In the mid 1990s I was the Communications Director for a wine importing and marketing company. The owner of the company worked impressively long hours and just as impressive was his secretary, I’ll call her Michelle, who made sure his calendar, correspondence and travel were incredibly well-organized.

I learned so much from Michelle about how to organize a complicated travel agenda. Itineraries included multiple cities, each with plane travel, rental or hired car pick-ups, hotels, business meetings, wine tastings and meals in restaurants to coordinate. She had to have all of the tickets and reservations confirmed and reconfirmed and had to be able to clearly communicate all of this information to her boss. For this she used a simple table of columns and rows, created in Microsoft Word.

There are probably plenty of digital tools to organize travel plans, but I have never found anything simpler or more effective than a table with all the necessary information. Such a document can be printed or e-mailed as needed. Something similar can also be created as a Microsoft Excel spreadsheet, but since there aren’t any numbers involved, I prefer creating a table in Word.
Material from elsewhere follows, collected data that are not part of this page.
// Forward simulation of order flow and prices from solved coefficients

use ndarray::Array1;
use serde::Serialize;

use crate::error::{KyleError, KyleResult};

/// Informed orders, price changes and cumulative flows, each of length `N + 1`
#[derive(Debug, Clone, PartialEq, Serialize)]
pub struct ForwardPath {
    pub informed_orders: Array1<f64>,
    pub price_changes: Array1<f64>,
    pub cumulative_informed: Array1<f64>,
    pub cumulative_noise: Array1<f64>,
    /// Running sum of `price_changes`, starting at `V0`
    pub price_path: Array1<f64>,
}

pub struct ForwardSimulator {
    initial_value: f64,
    terminal_value: f64,
}

impl ForwardSimulator {
    pub fn new(initial_value: f64, terminal_value: f64) -> Self {
        Self { initial_value, terminal_value }
    }

    /// Walk periods `1..N-1`, each informed order trading on the gap between
    /// `V_N` and the cumulative price so far.
    pub fn simulate(
        &self,
        beta: &Array1<f64>,
        lambda: &Array1<f64>,
        noise_orders: &Array1<f64>,
        terminal_price_change: f64,
    ) -> KyleResult<ForwardPath> {
        let len = noise_orders.len();
        if len < 2 || beta.len() != len || lambda.len() != len {
            return Err(KyleError::InvalidParameter(
                "sequences".to_string(),
                format!(
                    "beta, lambda and noise must share a length of at least 2 (got {}, {}, {})",
                    beta.len(),
                    lambda.len(),
                    len
                ),
            ));
        }
        let n = len - 1;

        let mut informed_orders = Array1::zeros(len);
        let mut price_changes = Array1::zeros(len);
        price_changes[0] = self.initial_value;
        price_changes[n] = terminal_price_change;

        // sum of price_changes[0..i]
        let mut cumulative_price = price_changes[0];
        for i in 1..n {
            informed_orders[i] = beta[i] * (self.terminal_value - cumulative_price) / n as f64;
            price_changes[i + 1] = lambda[i + 1] * (informed_orders[i] + noise_orders[i]);
            cumulative_price += price_changes[i];
        }

        Ok(ForwardPath {
            cumulative_informed: cumulative_sum(&informed_orders),
            cumulative_noise: cumulative_sum(noise_orders),
            price_path: cumulative_sum(&price_changes),
            informed_orders,
            price_changes,
        })
    }
}

pub fn cumulative_sum(values: &Array1<f64>) -> Array1<f64> {
    let mut running = 0.0;
    values.mapv(|x| {
        running += x;
        running
    })
}
#![allow(dead_code)]

use std::fs;
use std::io;
use std::path::PathBuf;
use std::sync::{Arc, Mutex};
use tracing_subscriber::fmt::MakeWriter;

/// Scratch directory under the package root, so files in it can be named
/// by relative paths without changing the working directory.
pub struct LocalDir {
    dir: tempfile::TempDir,
    name: String,
}

impl LocalDir {
    pub fn new() -> Self {
        let dir = tempfile::Builder::new().prefix("meta4-fixture-").tempdir_in(".").unwrap();
        let name = dir.path().file_name().unwrap().to_str().unwrap().to_string();
        Self { dir, name }
    }

    /// Relative path usable as a `local_path`.
    pub fn rel(&self, file: &str) -> String {
        format!("{}/{}", self.name, file)
    }

    pub fn abs(&self, file: &str) -> PathBuf {
        self.dir.path().join(file)
    }

    pub fn write(&self, file: &str, bytes: &[u8]) -> String {
        fs::write(self.abs(file), bytes).unwrap();
        self.rel(file)
    }
}

/// Deterministic pseudo-random bytes.
pub fn body(len: usize, seed: u64) -> Vec<u8> {
    let mut rng = fastrand::Rng::with_seed(seed);
    (0..len).map(|_| rng.u8(..)).collect()
}

pub fn sha256_hex(bytes: &[u8]) -> String {
    use sha2::{Digest, Sha256};
    hex::encode(Sha256::digest(bytes))
}

/// Collects formatted log lines emitted inside [`LogCapture::run`].
#[derive(Clone, Default)]
pub struct LogCapture(Arc<Mutex<Vec<u8>>>);

impl LogCapture {
    pub fn run<T>(&self, f: impl FnOnce() -> T) -> T {
        let subscriber = tracing_subscriber::fmt()
            .with_writer(self.clone())
            .with_ansi(false)
            .with_max_level(tracing::Level::DEBUG)
            .finish();
        tracing::subscriber::with_default(subscriber, f)
    }

    pub fn contents(&self) -> String {
        String::from_utf8_lossy(&self.0.lock().unwrap()).into_owned()
    }
}

impl io::Write for LogCapture {
    fn write(&mut self, buf: &[u8]) -> io::Result<usize> {
        self.0.lock().unwrap().extend_from_slice(buf);
        Ok(buf.len())
    }

    fn flush(&mut self) -> io::Result<()> {
        Ok(())
    }
}

impl<'a> MakeWriter<'a> for LogCapture {
    type Writer = LogCapture;

    fn make_writer(&'a self) -> Self::Writer {
        self.clone()
    }
}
The table can include as many columns as you need for the information you are tracking, but I’ve found that a five or six column table is perfect. The first column is for the travel date and day, the second for transportation information, the third for lodging information, the fourth for meals and the fifth for other activities. I add a sixth column for notes on special things I might need to pack or anything that doesn’t fit the categories of the other columns, like particular information about people I will be meeting with, vaccinations needed for foreign countries, etc.

You will require as many rows in the table as there are days in the trip. If you are only traveling to one location and will not be changing lodging during that location, the lodging information will be listed in the first row, but you can leave it blank in the following rows. The exception might be the last row, in order to note check out time for that date.

Transportation might also only have information typed into the first and last rows—travel to and travel from—but most of the time there are transportation needs each day. This is where you might note things like your Uber password or phone numbers for car services, the location of taxi stands or subway tips.

I like to put in as much information as possible. Obviously, all confirmation numbers for travel and lodging should be included. You can also note things like the availability and terminal locations of mini-spas for a massage or manicure or other services in airports where you will have long layovers. For lodging you might note hotel amenities or the location of the nearest gym if there is not one in the hotel.

You can never have too many phone numbers. Although you might have all the numbers in your phone, it’s great to have them on paper with your itinerary as well, so include the 800 number for the airline, the hotel front desk’s direct number, restaurant numbers and everything else.

It’s kind of nice to note how much you paid for everything. Type in the airline ticket cost and any travel insurance information under transportation. Tickets for sightseeing activities, plays and concerts, rental car costs and other pre-paid expenses are helpful to add. Not only can you track your expenses more easily, you can also remind yourself of how much something like that python and gator sighting swamp tour in the Everglades cost and decide whether or not you want to blow it off.

When you get home it’s helpful to type some notes about various elements of the trip. How was the airline? What restaurants were stellar and which were duds? How was the hotel or Air BnB? Which activities would you recommend to a friend and which would you skip?

Remember, the faintest pencil is better than the strongest memory, so writing things down will not only make your current travel… I was going to write “hassle-free” but no travel since 2001 has been anything close to hassle free; so I’ll just say less stressful. Post-travel your grid will make the next trip a breeze to plan and you can also easily share your travel tips with others, which is such a fun way to connect with people.